Decreased IL-10R-expressing B Cells in breast cancer patients: a potential biomarker for early cancer detection.

Abstract

IL-10 plays a crucial role in regulating B cell function and differentiation, but its effects on B cells depend on its activation state. The frequency of IL-10R⁺ B cells and how it changes during breast cancer progression have not been studied. This study aimed to evaluate the expression of IL-10R on B cells in the peripheral blood of 50 patients with breast cancer compared to 29 healthy controls. After isolating mononuclear cells, we stained them using anti-CD19 and anti-IL-10R antibodies.
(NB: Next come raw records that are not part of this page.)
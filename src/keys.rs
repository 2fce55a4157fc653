//! Single-key signing and signature verification.
//!
//! Curve and field arithmetic are consumed from `secp256k1`; this module
//! only adapts its surface to the wire formats the rest of the crate uses:
//! DER signatures with a trailing sighash byte, SEC-encoded points, and
//! base58check P2PKH addresses.

use secp256k1::ecdsa::Signature;
use secp256k1::{Message, PublicKey, Secp256k1, SecretKey};

use crate::codec::encode_base58check;
use crate::constants::{ADDR_PREFIX_MAINNET, ADDR_PREFIX_TESTNET};
use crate::error::{Result, SpvError};
use crate::hashing::hash160;
use crate::types::Hash;

/// A secp256k1 secret key with its derived public point.
pub struct PrivateKey {
    secret: SecretKey,
    public: PublicKey,
}

impl PrivateKey {
    /// Build a key from a 32-byte big-endian secret scalar.
    pub fn from_bytes(bytes: &[u8; 32]) -> Result<Self> {
        let secp = Secp256k1::new();
        let secret = SecretKey::from_slice(bytes)
            .map_err(|e| SpvError::Signature(format!("invalid secret key: {e}")))?;
        let public = PublicKey::from_secret_key(&secp, &secret);
        Ok(Self { secret, public })
    }

    /// Build a key from a small scalar. Test and example convenience.
    pub fn from_u64(value: u64) -> Result<Self> {
        let mut bytes = [0u8; 32];
        bytes[24..].copy_from_slice(&value.to_be_bytes());
        Self::from_bytes(&bytes)
    }

    /// Sign a 32-byte digest. The returned DER signature is always low-S;
    /// nonces are deterministic (RFC 6979), so signing is reproducible.
    pub fn sign(&self, z: &Hash) -> Result<Vec<u8>> {
        let secp = Secp256k1::new();
        let message = Message::from_digest_slice(z)
            .map_err(|e| SpvError::Signature(format!("invalid digest: {e}")))?;
        let signature = secp.sign_ecdsa(&message, &self.secret);
        Ok(signature.serialize_der().to_vec())
    }

    pub fn public_key(&self) -> &PublicKey {
        &self.public
    }

    /// Compressed SEC encoding: 0x02/0x03 prefix plus the x coordinate.
    pub fn sec_compressed(&self) -> [u8; 33] {
        self.public.serialize()
    }

    /// Uncompressed SEC encoding: 0x04 prefix plus both coordinates.
    pub fn sec_uncompressed(&self) -> [u8; 65] {
        self.public.serialize_uncompressed()
    }

    /// P2PKH address for the compressed public key.
    pub fn address(&self, testnet: bool) -> String {
        pubkey_to_address(&self.sec_compressed(), testnet)
    }
}

/// Derive the base58check P2PKH address for a SEC-encoded public key.
pub fn pubkey_to_address(sec: &[u8], testnet: bool) -> String {
    let prefix = if testnet {
        ADDR_PREFIX_TESTNET
    } else {
        ADDR_PREFIX_MAINNET
    };
    let h160 = hash160(sec);
    let mut payload = Vec::with_capacity(21);
    payload.push(prefix);
    payload.extend_from_slice(&h160);
    encode_base58check(&payload)
}

/// Verify a DER signature over digest `z` against a SEC-encoded public key.
///
/// High-S signatures are rejected: the underlying verifier only accepts the
/// canonical low-S form, which is also the only form `PrivateKey::sign`
/// produces.
pub fn verify_signature(sec_pubkey: &[u8], der: &[u8], z: &Hash) -> bool {
    let secp = Secp256k1::new();
    let pubkey = match PublicKey::from_slice(sec_pubkey) {
        Ok(pk) => pk,
        Err(_) => return false,
    };
    let signature = match Signature::from_der(der) {
        Ok(sig) => sig,
        Err(_) => return false,
    };
    // reject non-canonical S rather than normalizing it away
    let mut normalized = signature;
    normalized.normalize_s();
    if normalized.serialize_compact() != signature.serialize_compact() {
        return false;
    }
    let message = match Message::from_digest_slice(z) {
        Ok(m) => m,
        Err(_) => return false,
    };
    secp.verify_ecdsa(&message, &signature, &pubkey).is_ok()
}

#[cfg(test)]
mod tests {
    use super::*;
    use crate::hashing::hash256;

    #[test]
    fn test_sign_and_verify() {
        let key = PrivateKey::from_u64(12345).unwrap();
        let z = hash256(b"Programming Bitcoin!");
        let der = key.sign(&z).unwrap();
        assert!(verify_signature(&key.sec_compressed(), &der, &z));
    }

    #[test]
    fn test_signature_is_low_s_and_der_round_trips() {
        let key = PrivateKey::from_u64(12345).unwrap();
        let z = hash256(b"Programming Bitcoin!");
        let der = key.sign(&z).unwrap();

        let parsed = Signature::from_der(&der).unwrap();
        let mut normalized = parsed;
        normalized.normalize_s();
        assert_eq!(
            normalized.serialize_compact(),
            parsed.serialize_compact(),
            "produced signature must already be low-S"
        );
        assert_eq!(parsed.serialize_der().to_vec(), der);
    }

    #[test]
    fn test_verify_rejects_wrong_message() {
        let key = PrivateKey::from_u64(98765).unwrap();
        let z = hash256(b"message one");
        let der = key.sign(&z).unwrap();
        let other = hash256(b"message two");
        assert!(!verify_signature(&key.sec_compressed(), &der, &other));
    }

    #[test]
    fn test_verify_rejects_garbage() {
        let z = hash256(b"anything");
        assert!(!verify_signature(&[0u8; 33], &[0u8; 70], &z));
        let key = PrivateKey::from_u64(7).unwrap();
        assert!(!verify_signature(&key.sec_compressed(), b"not der", &z));
    }

    #[test]
    fn test_zero_secret_rejected() {
        assert!(PrivateKey::from_bytes(&[0u8; 32]).is_err());
    }

    #[test]
    fn test_sec_encodings() {
        let key = PrivateKey::from_u64(1).unwrap();
        let compressed = key.sec_compressed();
        let uncompressed = key.sec_uncompressed();
        assert!(compressed[0] == 0x02 || compressed[0] == 0x03);
        assert_eq!(uncompressed[0], 0x04);
        // same x coordinate in both encodings
        assert_eq!(&compressed[1..33], &uncompressed[1..33]);
        // generator x coordinate
        assert_eq!(
            hex::encode(&compressed[1..33]),
            "79be667ef9dcbbac55a06295ce870b07029bfcdb2dce28d959f2815b16f81798"
        );
    }

    #[test]
    fn test_address_versions_differ() {
        let key = PrivateKey::from_u64(2020).unwrap();
        let mainnet = key.address(false);
        let testnet = key.address(true);
        assert!(mainnet.starts_with('1'));
        assert!(mainnet != testnet);
        assert!(testnet.starts_with('m') || testnet.starts_with('n'));
    }
}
We used Flow cytometry to analyze the expression of IL-10R on B cells. We found that over 50% of B cells in both patients with breast cancer and healthy controls expressed IL-10R. However, patients had a significantly lower frequency of IL-10R⁺ B cells compared to healthy individuals (64±16.0% of patients compared to 78.5±6.6% for healthy individuals, P<0.0001). This decrease was not associated with lymph node involvement or tumor size. Phenotypic analysis revealed that IL-10R-expressing B cells consist of both naive and memory B cells, with the majority of peripheral memory B cells expressing IL-10R. The decrease in IL-10R-expressing B cells in breast cancer patients may be due to apoptosis induced by IL-10 in naive or recently activated B cells, or their migration to lymph nodes to combat tumor cells. Our study suggests that IL-10R could be a potential biomarker for detecting breast cancer in its early stages.